Ultimo ma non da ultimo, il fattore personale. «Mélenchon ha un pessimo rapporto personale con quasi tutti i dirigenti degli altri partiti di sinistra; oltre alle divergenze programmatiche, anche questo è un punto importante per capire come mai per ora nessun accordo sia stato possibile» scriveva a febbraio Francesco Maselli, corrispondente italiano del quotidiano francese L’Opinion. La sinistra francese, come quella italiana, ha una lunga storia di scissioni e addii dolorosi, che rende le classi dirigenti dei partiti più distanti tra loro di quanto spesso non lo siano i loro elettori.

Unità: la strada giusta?

È dunque l’assenza di unità la chiave della sconfitta della sinistra francese alle presidenziali di quest’anno?

È ragionevole pensare che una convergenza di scopo sul candidato più quotato, Mélenchon, anche solo di uno tra gli altri tre sfidanti progressisti, avrebbe permesso al leader della France Insomnouse di accedere al ballottaggio. Una consapevolezza che di certo ha il suono della beffa per i suoi militanti. Ma questo non significa necessariamente che l’individuazione a priori di un candidato unitario avrebbe garantito la somma delle percentuali raggiunte separatamente dai partiti. L’elettorato di Mélenchon, raccontano i dati, è il più trasversale, con un’importante percentuale di voto radicale e scontento disposto anche a votare per Le Pen al secondo turno. Un elettorato che non automaticamente avrebbe scelto candidati della sinistra moderata al primo turno, nemmeno se appoggiati dallo stesso Mélenchon.

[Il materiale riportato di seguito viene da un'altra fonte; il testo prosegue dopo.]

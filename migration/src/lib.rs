pub use sea_orm_migration::prelude::*;

pub mod entities;
mod m20260214_000001_initial_tables;
mod m20260301_000001_visit_indexes;

pub struct Migrator;

#[async_trait::async_trait]
impl MigratorTrait for Migrator {
    fn migrations() -> Vec<Box<dyn MigrationTrait>> {
        vec![
            Box::new(m20260214_000001_initial_tables::Migration),
            Box::new(m20260301_000001_visit_indexes::Migration),
        ]
    }
}
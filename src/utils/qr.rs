//! QR rendering for short links
//!
//! Renders the fully qualified short link into an SVG QR code and wraps it
//! as a base64 data URI so clients can embed it directly in an `<img>` tag.

use base64::Engine;
use qrcode::QrCode;
use qrcode::render::svg;

use crate::errors::{Result, ServiceError};

const QR_MIN_DIMENSIONS: u32 = 240;

/// Encode a URL as an SVG QR image, returned as a `data:image/svg+xml` URI.
pub fn render_data_uri(url: &str) -> Result<String> {
    let code = QrCode::new(url.as_bytes())
        .map_err(|e| ServiceError::qr_render(format!("QR encoding failed: {}", e)))?;

    let image = code
        .render::<svg::Color>()
        .min_dimensions(QR_MIN_DIMENSIONS, QR_MIN_DIMENSIONS)
        .dark_color(svg::Color("#000000"))
        .light_color(svg::Color("#ffffff"))
        .build();

    let encoded = base64::engine::general_purpose::STANDARD.encode(image.as_bytes());
    Ok(format!("data:image/svg+xml;base64,{}", encoded))
}

#[cfg(test)]
mod tests {
    use super::*;

    #[test]
    fn test_render_data_uri_shape() {
        let uri = render_data_uri("https://cur.tl/abc123d").unwrap();
        assert!(uri.starts_with("data:image/svg+xml;base64,"));

        let payload = uri.strip_prefix("data:image/svg+xml;base64,").unwrap();
        let decoded = base64::engine::general_purpose::STANDARD
            .decode(payload)
            .expect("payload should be valid base64");
        let svg_text = String::from_utf8(decoded).expect("payload should be UTF-8 SVG");
        assert!(svg_text.contains("<svg"));
    }

    #[test]
    fn test_render_distinct_inputs_distinct_images() {
        let a = render_data_uri("https://cur.tl/aaaaaaa").unwrap();
        let b = render_data_uri("https://cur.tl/bbbbbbb").unwrap();
        assert_ne!(a, b);
    }
}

Non solo: la presenza di un polo unico e forte della sinistra avrebbe potuto scompigiare le carte anche a destra. Anche la droit, infatti, si è presentata divisa tra quattro diversi candidati: oltre a Marine Le Pen, il polemistra d’estrema destra Eric Zemmour, la repubblicana Valerie Pécresse e il sovranista Dupont-Aignan. La somma dei voti ottenuti dai soli tre nomi più radicali – Le Pen, Zemmour, Dupont-Aignan – supera di gran lunga la percentuale di tutta la sinistra unita.

La frammentazione, insomma, ha sicuramente penalizzato la sinistra francese. Ma il campo della gauche è attraversato da tensioni e differenze profonde e antiche, difficili da conciliare. Il tutto in un Paese, la Francia, che il voto testimonia starsi spostando nel suo insieme a destra.